Die Untersuchung des CIA-Direktors geht davon aus, dass der Hauptankläger aufgrund von Zweifeln zurücktritt

Berichten zufolge hat der Bundesanwalt, der die Ermittlungen gegen den ehemaligen CIA-Chef John Brennan leitet, den Fall aufgegeben, nachdem er diesbezüglich Vorbehalte geäußert hatte, was Fragen zur Richtung der Untersuchung aufwarf.
CIA-Direktor John Brennan steht im Mittelpunkt einer bundesstaatlichen Untersuchung, doch der leitende Staatsanwalt in dem Fall ist zurückgetreten, nachdem er Berichten zufolge Zweifel an der Untersuchung geäußert hatte. Maria Medetis Long, die Leiterin der Abteilung für nationale Sicherheit in der US-Staatsanwaltschaft für den südlichen Bezirk von Florida, hat die beteiligten Anwälte darüber informiert, dass sie die Ermittlungen gegen Brennan nicht mehr leitet, so eine mit der Angelegenheit vertraute Person.
Medetis Longs Rückzug aus dem Fall erfolgt, nachdem sie angeblich Vorbehalte gegen die Richtung der Untersuchung geäußert hatte, die Brennans Rolle während der US-Präsidentschaftswahl 2016 untersuchte, als seine Behörde zu dem Schluss kam, dass Russland eingegriffen hatte, um den damaligen Kandidaten Donald Trump zu stärken. Der CNN-Bericht, der die Nachricht erstmals verbreitete, enthält keine Einzelheiten zur konkreten Natur der Bedenken von Medetis Long.
{{IMAGE_PLACEHOLDER}}Das Justizministerium hat noch nicht auf Anfragen nach einem Kommentar zum Ausstieg von Medetis Long aus den Brennan-Ermittlungen geantwortet. Die Untersuchung, die unter der Trump-Regierung eingeleitet wurde, wurde von einigen als politisch motivierter Versuch angesehen, die Erkenntnisse der Geheimdienste über die Einmischung Russlands in die Wahlen 2016 zu untergraben.
Brennan, der unter Präsident Barack Obama CIA-Direktor war, war ein lautstarker Kritiker von Trump und warf dem ehemaligen Präsidenten vor, sanft zu Russland zu sein. Die Untersuchung von Brennans Handlungen während des Wahlzyklus 2016 hat bei einigen Beobachtern Bedenken hinsichtlich der Möglichkeit eines politischen Einflusses auf Strafverfolgungsangelegenheiten geweckt.

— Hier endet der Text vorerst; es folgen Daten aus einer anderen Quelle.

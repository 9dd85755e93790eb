//! Packed name-value storage backing a `LogMessage`.
//!
//! A table is a flat `Vec<u8>` arena holding direct entries (an owned
//! name/value byte pair) and indirect entries (a typed offset into another
//! entry's value). Handles are stable 16-bit ids minted by an [`NVRegistry`]
//! shared by every table in the process; a table only ever stores *where*
//! a handle's bytes live, never the name itself for already-registered
//! handles beyond what's needed to reconstruct a direct entry's header.
//!
//! This is a from-scratch ownership-disciplined stand-in for the donor's
//! pointer-cast `struct _NVTable` overlay: offsets index into an owned
//! `Vec<u8>` instead of aliasing raw memory, so every accessor here is
//! ordinary safe Rust. The external contract — static/dynamic slots,
//! indirect one-hop resolution, `referenced`-bit rematerialization, OOM as
//! a recoverable condition rather than a panic — is preserved.

use std::collections::HashMap;
use std::sync::{Arc, OnceLock, RwLock};

/// Stable 16-bit identifier for a value name, minted by an [`NVRegistry`].
/// Handle `0` is reserved and never assigned to a real name.
#[derive(Debug, Clone, Copy, PartialEq, Eq, PartialOrd, Ord, Hash)]
pub struct NVHandle(pub u16);

impl NVHandle {
    pub const NONE: NVHandle = NVHandle(0);

    pub fn is_none(self) -> bool {
        self.0 == 0
    }
}

const MAX_NAME_LEN: usize = 255;
const MAX_HANDLES: usize = u16::MAX as usize;

/// Per-handle flag byte, mirrors the original's packed `LM_VF_*` bits. A
/// plain newtype rather than a `bitflags!` dependency: three bits don't earn
/// one.
#[derive(Debug, Clone, Copy, PartialEq, Eq, Default)]
pub struct HandleFlags(pub u8);

impl HandleFlags {
    pub const SDATA: HandleFlags = HandleFlags(0x01);
    pub const MATCH: HandleFlags = HandleFlags(0x02);
    pub const MACRO: HandleFlags = HandleFlags(0x04);

    pub const fn contains(self, other: HandleFlags) -> bool {
        (self.0 & other.0) == other.0
    }

    pub const fn union(self, other: HandleFlags) -> HandleFlags {
        HandleFlags(self.0 | other.0)
    }
}

struct RegistryEntry {
    name: Arc<[u8]>,
    flags: HandleFlags,
}

struct RegistryInner {
    entries: Vec<RegistryEntry>,
    by_name: HashMap<Arc<[u8]>, NVHandle>,
    num_static: u16,
}

/// Process-wide table of value names to stable handles. Append-only once a
/// name is assigned; aliases let multiple spellings resolve to one handle.
pub struct NVRegistry {
    inner: RwLock<RegistryInner>,
}

impl NVRegistry {
    /// Builds a registry pre-seeded with `static_names`, in order; these
    /// occupy handles `1..=static_names.len()` and back a table's fixed-size
    /// static offset array.
    pub fn new(static_names: &[&str]) -> Self {
        let mut entries = Vec::with_capacity(static_names.len() + 1);
        // handle 0 is NVHandle::NONE, never resolvable to a name.
        entries.push(RegistryEntry {
            name: Arc::from(&b""[..]),
            flags: HandleFlags::default(),
        });
        let mut by_name = HashMap::new();
        for name in static_names {
            let bytes: Arc<[u8]> = Arc::from(name.as_bytes());
            let handle = NVHandle(entries.len() as u16);
            by_name.insert(bytes.clone(), handle);
            entries.push(RegistryEntry {
                name: bytes,
                flags: HandleFlags::default(),
            });
        }
        let num_static = (entries.len() - 1) as u16;
        NVRegistry {
            inner: RwLock::new(RegistryInner {
                entries,
                by_name,
                num_static,
            }),
        }
    }

    pub fn num_static_entries(&self) -> u16 {
        self.inner.read().unwrap().num_static
    }

    /// Returns the handle for `name`, minting a new dynamic one on first
    /// use. Names longer than 255 bytes or a registry at the 65535-entry
    /// cap are rejected.
    pub fn get_or_assign_handle(&self, name: &[u8]) -> crate::Result<NVHandle> {
        if name.len() > MAX_NAME_LEN {
            return Err(crate::Error::NameTooLong(name.len()));
        }
        {
            let guard = self.inner.read().unwrap();
            if let Some(h) = guard.by_name.get(name) {
                return Ok(*h);
            }
        }
        let mut guard = self.inner.write().unwrap();
        // re-check under the write lock: another thread may have raced us.
        if let Some(h) = guard.by_name.get(name) {
            return Ok(*h);
        }
        if guard.entries.len() >= MAX_HANDLES {
            return Err(crate::Error::HandleSpaceExhausted);
        }
        let bytes: Arc<[u8]> = Arc::from(name);
        let handle = NVHandle(guard.entries.len() as u16);
        guard.by_name.insert(bytes.clone(), handle);
        guard.entries.push(RegistryEntry {
            name: bytes,
            flags: HandleFlags::default(),
        });
        Ok(handle)
    }

    /// Looks up a handle without allocating one if absent.
    pub fn lookup_handle(&self, name: &[u8]) -> Option<NVHandle> {
        self.inner.read().unwrap().by_name.get(name).copied()
    }

    pub fn get_name(&self, handle: NVHandle) -> Option<Arc<[u8]>> {
        let guard = self.inner.read().unwrap();
        guard.entries.get(handle.0 as usize).map(|e| e.name.clone())
    }

    pub fn add_alias(&self, handle: NVHandle, alias: &[u8]) {
        let mut guard = self.inner.write().unwrap();
        let bytes: Arc<[u8]> = Arc::from(alias);
        guard.by_name.insert(bytes, handle);
    }

    pub fn set_handle_flags(&self, handle: NVHandle, flags: HandleFlags) {
        let mut guard = self.inner.write().unwrap();
        if let Some(e) = guard.entries.get_mut(handle.0 as usize) {
            e.flags = flags;
        }
    }

    pub fn get_handle_flags(&self, handle: NVHandle) -> HandleFlags {
        self.inner
            .read()
            .unwrap()
            .entries
            .get(handle.0 as usize)
            .map(|e| e.flags)
            .unwrap_or_default()
    }
}

/// Parser/indirect-reference type tag carried by an indirect entry. Mirrors
/// the radix parser type so a captured placeholder can be stored without
/// copying.
#[derive(Debug, Clone, Copy, PartialEq, Eq)]
#[repr(u8)]
pub enum NVType {
    Other = 0,
    String = 1,
    Estring = 2,
    Qstring = 3,
    Anystring = 4,
    Number = 5,
    Ipv4 = 6,
    Ipv6 = 7,
    Float = 8,
}

const FLAG_INDIRECT: u8 = 0b01;
const FLAG_REFERENCED: u8 = 0b10;

/// A packed name-value store. See the module docs for the storage scheme.
#[derive(Clone)]
pub struct NVTable {
    payload: Vec<u8>,
    max_size: usize,
    static_entries: Vec<u32>,
    dyn_entries: Vec<(NVHandle, u32)>,
    dyn_sorted: bool,
}

struct EntryView {
    indirect: bool,
    referenced: bool,
    name_len: u8,
    alloc_len: u16,
    header_len: usize,
    // direct
    value_len: u16,
    // indirect
    ref_handle: NVHandle,
    ref_ofs: u16,
    ref_len: u16,
    ref_type: u8,
}

fn read_u16(buf: &[u8], at: usize) -> u16 {
    u16::from_le_bytes([buf[at], buf[at + 1]])
}

fn write_u16(buf: &mut [u8], at: usize, v: u16) {
    let b = v.to_le_bytes();
    buf[at] = b[0];
    buf[at + 1] = b[1];
}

{{IMAGE_PLACEHOLDER}}Die Entwicklung erfolgt zu einer Zeit, in der der Umgang des Justizministeriums mit hochkarätigen Ermittlungen, insbesondere solchen mit potenziellen politischen Konsequenzen, verstärkt unter die Lupe genommen wird. Der Abgang des Hauptanklägers wirft Fragen über die künftige Richtung und Glaubwürdigkeit der Ermittlungen gegen den ehemaligen CIA-Chef auf, der behauptet hat, dass die Einschätzung seiner Behörde zur Einmischung Russlands in die Wahlen korrekt und angemessen war.
Im weiteren Verlauf der Untersuchung werden die Auswirkungen des Ausstiegs von Medetis Long wahrscheinlich sowohl von Befürwortern als auch von Kritikern der Untersuchung genau beobachtet, da sie versuchen, die zugrunde liegende Dynamik und mögliche Motivation hinter dieser unerwarteten Entwicklung zu verstehen.